Paid $325 for this W530 and see no reason to upgrade anytime soon. Ebay results for parts lists over 500 items. LCD/LED displays, OEM batteries and keyboards are available as new parts. Everything else is available used. Universal stuff like HDDs and RAM would be available as new of course.
Contrary to the article, nVidia graphics cards are well supported by Linux.
I have a GeForce RTX 2060 and it works fine on Linux Mint.
I have a 5 year old Toshiba Linux Mint laptop, i3 processor. It was sluggish to load Linux.
A few weeks ago I replaced the 1 Tb hard drive with a 500 Gb SSD.
I tried to copy from-to and never could get the start-up to recognize the new drive, so I did a fresh install from the Linux Mint 20.3 ISO.
Now, my boot-up is about 12 seconds. Previously, it seemed to take well over a minute. It is surprising how much faster an SSD boot drive is.
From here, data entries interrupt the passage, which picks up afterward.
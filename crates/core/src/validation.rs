//! Submission rules.
//!
//! Rules run in a fixed order and every rule runs; failures accumulate so a
//! client sees all problems at once. Rule 2 is the only one with a
//! precondition (it needs a card type to check membership).

use serde::Serialize;

use crate::card::{
    CardType, CARD_TYPE_BLACK, CARD_TYPE_BOTH, CARD_TYPE_WHITE, MAX_BLACK_TEXT_LENGTH,
    MAX_CONTEXT_LENGTH, MAX_WHITE_TEXT_LENGTH,
};
use crate::error::CoreError;
use crate::fields::FieldValue;
use crate::submission::{ClientInfo, NewSubmission, SubmissionForm};

pub const MSG_CARD_TYPE_REQUIRED: &str = "tipo_carta is required";
pub const MSG_CARD_TYPE_INVALID: &str = "tipo_carta must be 'negra', 'blanca', or 'ambas'";
pub const MSG_BLACK_TEXT_REQUIRED: &str = "carta_negra is required when tipo_carta is 'negra'";
pub const MSG_WHITE_TEXT_REQUIRED: &str = "carta_blanca is required when tipo_carta is 'blanca'";
pub const MSG_EITHER_TEXT_REQUIRED: &str =
    "At least one of carta_negra or carta_blanca is required when tipo_carta is 'ambas'";
pub const MSG_BLACK_TEXT_TOO_LONG: &str = "carta_negra must be 500 characters or less";
pub const MSG_WHITE_TEXT_TOO_LONG: &str = "carta_blanca must be 200 characters or less";
pub const MSG_CONTEXT_TOO_LONG: &str = "contexto must be 1000 characters or less";

/// Outcome of running the rules against one submission.
#[derive(Debug, Clone, Default, PartialEq, Eq, Serialize)]
pub struct ValidationResult {
    /// Failure messages in rule order. Empty means valid.
    pub errors: Vec<String>,
}

impl ValidationResult {
    pub fn is_valid(&self) -> bool {
        self.errors.is_empty()
    }

    fn check(&mut self, failed: bool, message: &str) {
        if failed {
            self.errors.push(message.to_string());
        }
    }
}

/// Run every rule against `form`.
pub fn validate(form: &SubmissionForm) -> ValidationResult {
    let mut result = ValidationResult::default();
    let card_type = form.card_type.as_text();

    // 1-2: presence, then membership.
    if form.card_type.is_provided() {
        result.check(
            card_type.and_then(CardType::from_wire).is_none(),
            MSG_CARD_TYPE_INVALID,
        );
    } else {
        result.errors.push(MSG_CARD_TYPE_REQUIRED.to_string());
    }

    // 3-5: content required by the card type.
    result.check(
        card_type == Some(CARD_TYPE_BLACK) && !form.black_text.is_provided(),
        MSG_BLACK_TEXT_REQUIRED,
    );
    result.check(
        card_type == Some(CARD_TYPE_WHITE) && !form.white_text.is_provided(),
        MSG_WHITE_TEXT_REQUIRED,
    );
    result.check(
        card_type == Some(CARD_TYPE_BOTH)
            && !form.black_text.is_provided()
            && !form.white_text.is_provided(),
        MSG_EITHER_TEXT_REQUIRED,
    );

    // 6-8: length limits.
    result.check(
        exceeds(&form.black_text, MAX_BLACK_TEXT_LENGTH),
        MSG_BLACK_TEXT_TOO_LONG,
    );
    result.check(
        exceeds(&form.white_text, MAX_WHITE_TEXT_LENGTH),
        MSG_WHITE_TEXT_TOO_LONG,
    );
    result.check(exceeds(&form.context, MAX_CONTEXT_LENGTH), MSG_CONTEXT_TOO_LONG);

    result
}

fn exceeds(value: &FieldValue, max: usize) -> bool {
    value.char_len().is_some_and(|len| len > max)
}

/// Validate `form` and, if it passes, build the row to insert.
pub fn prepare(form: SubmissionForm, client: ClientInfo) -> Result<NewSubmission, CoreError> {
    let result = validate(&form);
    if !result.is_valid() {
        return Err(CoreError::Validation(result.errors));
    }

    let card_type = form
        .card_type
        .as_text()
        .and_then(CardType::from_wire)
        .ok_or_else(|| CoreError::Validation(vec![MSG_CARD_TYPE_INVALID.to_string()]))?;

    Ok(NewSubmission {
        card_type,
        black_text: form.black_text.into_column(),
        white_text: form.white_text.into_column(),
        context: form.context.into_column(),
        client_ip: client.ip,
        client_agent: client.user_agent,
    })
}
I have a mid-2011 MacBook Pro that Apple has long since stopped supporting.
It’s so old that it doesn’t do Airdrop well, nor will it connect with more than one HomePod at a time.
I’ve used a back-door patch to upgrade the OS to Catalina, but even that isn’t perfect.
I’m *this close * to turning that MacBook into a Linux mint box. All indications are that critical functions are supported.
Don’t forget to add a Turbo button.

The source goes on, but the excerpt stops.